La beauté d’"Hana-Bi" tient dans la coexistence entre une histoire criminelle qui pourrait, en soi, faire un film, et plusieurs drames intimes qui se déploient au-dessus de cette violence.
Un policier, incarné par le mutique Kitano, a perdu son jeune fils. Pour aider sa femme malade à faire un dernier voyage, il braque une banque et s’enfuit avec le butin. Leur route croise fréquemment celle de la mafia à laquelle le personnage doit de l’argent.
A chaque fois, il se débarrasse des bandits avant de repartir, tout en étant traqué par la police. Parallèlement, un ami policier, abandonné par sa femme et sa fille depuis qu’il a été blessé sur le terrain, dessine.
"L’Eté de Kikujiro", encore plus qu’"Hana-Bi", est un road-movie. Cette fois, pas de femme, mais un petit garçon à la recherche de sa maman. Kikujiro, encore une fois joué par Kitano, est contraint par sa femme d’accompagner l’enfant.
Au cours de ce voyage picaresque, les deux personnages se rapprochent et finissent par lier une relation quasi filiale. Thème classique, largement exploré au cinéma (on pourrait citer le "Honkytonk man" de Clint Eastwood ou le "Paper Moon" de Peter Bogdanovitch) mais qui prend cette fois une allure de conte drolatique et tendre.
Tendre est d’ailleurs un adjectif qui caractérise bien ces deux films. Sur la douce musique de Joe Hishaishi, complice de longue date de Takeshi Kitano, des moments de grâce et de douceur. Dans ce cinéma où l’on parle peu - ou mal -, ce sont les gestes qui signifient. Un jeu inachevé sur une table qu’on complète, un gâteau ou un onigiri que l’on offre, une bourrade pudique pour cacher l’émotion, un petit ange en verre pour consoler un enfant.

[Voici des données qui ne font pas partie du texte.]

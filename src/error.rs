use axum::{
    http::StatusCode,
    response::{IntoResponse, Response},
};
use tracing::error;

/// Failure kinds surfaced by every handler.
#[derive(Debug, thiserror::Error)]
pub enum AppError {
    #[error("Bad Request: {0}")]
    BadRequest(String),
    #[error("Unauthorized")]
    Unauthorized,
    #[error("Forbidden: {0}")]
    Forbidden(String),
    #[error("Not Found: {0}")]
    NotFound(String),
    #[error("Conflict: {0}")]
    Conflict(String),
    /// Pagination window outside the filtered result set.
    #[error("Bad Request: {0}")]
    Range(String),
    #[error("Internal Server Error")]
    Internal(anyhow::Error),
}

pub type AppResult<T> = Result<T, AppError>;

impl AppError {
    pub fn bad_request(msg: impl Into<String>) -> Self {
        Self::BadRequest(msg.into())
    }
    pub fn forbidden(msg: impl Into<String>) -> Self {
        Self::Forbidden(msg.into())
    }
    pub fn not_found(msg: impl Into<String>) -> Self {
        Self::NotFound(msg.into())
    }
    pub fn conflict(msg: impl Into<String>) -> Self {
        Self::Conflict(msg.into())
    }

    pub fn status(&self) -> StatusCode {
        match self {
            AppError::BadRequest(_) | AppError::Range(_) => StatusCode::BAD_REQUEST,
            AppError::Unauthorized => StatusCode::UNAUTHORIZED,
            AppError::Forbidden(_) => StatusCode::FORBIDDEN,
            AppError::NotFound(_) => StatusCode::NOT_FOUND,
            AppError::Conflict(_) => StatusCode::CONFLICT,
            AppError::Internal(_) => StatusCode::INTERNAL_SERVER_ERROR,
        }
    }
}

// Postgres SQLSTATE codes the store raises when it is the final arbiter.
const UNIQUE_VIOLATION: &str = "23505";
const FOREIGN_KEY_VIOLATION: &str = "23503";

impl From<anyhow::Error> for AppError {
    fn from(err: anyhow::Error) -> Self {
        if let Some(sqlx::Error::Database(db)) = err.downcast_ref::<sqlx::Error>() {
            match db.code().as_deref() {
                Some(UNIQUE_VIOLATION) => {
                    return AppError::conflict("value already exists");
                }
                Some(FOREIGN_KEY_VIOLATION) => {
                    return AppError::bad_request("referenced entity does not exist");
                }
                _ => {}
            }
        }
        AppError::Internal(err)
    }
}

impl From<sqlx::Error> for AppError {
    fn from(err: sqlx::Error) -> Self {
        anyhow::Error::new(err).into()
    }
}

impl IntoResponse for AppError {
    fn into_response(self) -> Response {
        let status = self.status();
        if let AppError::Internal(e) = &self {
            error!(error = ?e, "internal error");
        }
        (status, self.to_string()).into_response()
    }
}
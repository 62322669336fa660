use crate::error::{AppError, AppResult};

/// A window over a filtered result set plus the size of the whole set.
#[derive(Debug, Clone, PartialEq, Eq)]
pub struct Page<T> {
    pub items: Vec<T>,
    pub total: usize,
}

/// Cut `[start_index, start_index + count)` out of `results`.
///
/// Bounds are validated against the real result size instead of being
/// clamped: a start at or past the end fails, and so does a count that is
/// not strictly smaller than what remains after the start.
pub fn paginate<T>(results: Vec<T>, start_index: Option<usize>, count: Option<usize>) -> AppResult<Page<T>> {
    let total = results.len();

    let start = match start_index {
        Some(s) if s >= total => {
            return Err(AppError::Range(format!(
                "start index {s} beyond result set of {total}"
            )));
        }
        Some(s) => s,
        None => 0,
    };
    let remaining = total - start;

    let take = match count {
        Some(c) if c >= remaining => {
            return Err(AppError::Range(format!(
                "count {c} not below the {remaining} remaining results"
            )));
        }
        Some(c) => c,
        None => remaining,
    };

    let items = results.into_iter().skip(start).take(take).collect();
    Ok(Page { items, total })
}

#[cfg(test)]
mod tests {
    use super::*;

    fn ten() -> Vec<u32> {
        (0..10).collect()
    }

    #[test]
    fn no_bounds_returns_everything() {
        let page = paginate(ten(), None, None).unwrap();
        assert_eq!(page.items, ten());
        assert_eq!(page.total, 10);
    }

    #[test]
    fn start_index_skips() {
        let page = paginate(ten(), Some(7), None).unwrap();
        assert_eq!(page.items, vec![7, 8, 9]);
        assert_eq!(page.total, 10);
    }

    #[test]
    fn count_limits() {
        let page = paginate(ten(), Some(2), Some(3)).unwrap();
        assert_eq!(page.items, vec![2, 3, 4]);
        assert_eq!(page.total, 10);
    }

    #[test]
    fn start_at_or_past_end_is_a_range_error() {
        for start in [10, 11, 500] {
            assert!(matches!(paginate(ten(), Some(start), None), Err(AppError::Range(_))));
        }
        assert!(matches!(
            paginate(Vec::<u32>::new(), Some(0), None),
            Err(AppError::Range(_))
        ));
    }

    #[test]
    fn count_must_be_below_remaining() {
        assert!(matches!(paginate(ten(), None, Some(10)), Err(AppError::Range(_))));
        assert!(matches!(paginate(ten(), Some(8), Some(2)), Err(AppError::Range(_))));
        assert_eq!(paginate(ten(), Some(8), Some(1)).unwrap().items, vec![8]);
    }

    #[test]
    fn zero_count_on_non_empty_remainder_is_empty_window() {
        let page = paginate(ten(), Some(3), Some(0)).unwrap();
        assert!(page.items.is_empty());
        assert_eq!(page.total, 10);
    }
}
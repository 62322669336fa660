use serde::{Deserialize, Serialize};
use uuid::Uuid;

use crate::users::repo_types::UserId;

/// JWT payload carried by the bearer credential.
#[derive(Debug, Clone, Serialize, Deserialize)]
pub struct Claims {
    pub sub: UserId, // user ID
    pub jti: Uuid,   // unique per login, so a re-login never reissues an old token
    pub iat: usize,  // issued at (unix timestamp)
    pub exp: usize,  // expires at (unix timestamp)
    pub iss: String, // issuer
    pub aud: String, // audience
}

Mais, superbe équilibre, le cinéma de Kitano ne se laisse pas aller au pathos facile. L’humour est le nécessaire pendant de la tendresse. Dans "Hana-Bi", la violence sans fard n’est pas sans second degré. Elle revêt une apparence presque cartoonesque, et l’humour n’en est jamais absent dans sa représentation des criminels, petites frappes aux cheveux teintés et aux blousons en soie.
Le policier partage le rire de sa femme devant un tour de magie raté. De même, dans Kikujiro, le personnage éponyme maltraite quelques peu deux motards pour qu’ils viennent faire rire l’enfant malheureux, se déguisant en pieuvre pour être pêchés ou jouant à un deux trois soleil.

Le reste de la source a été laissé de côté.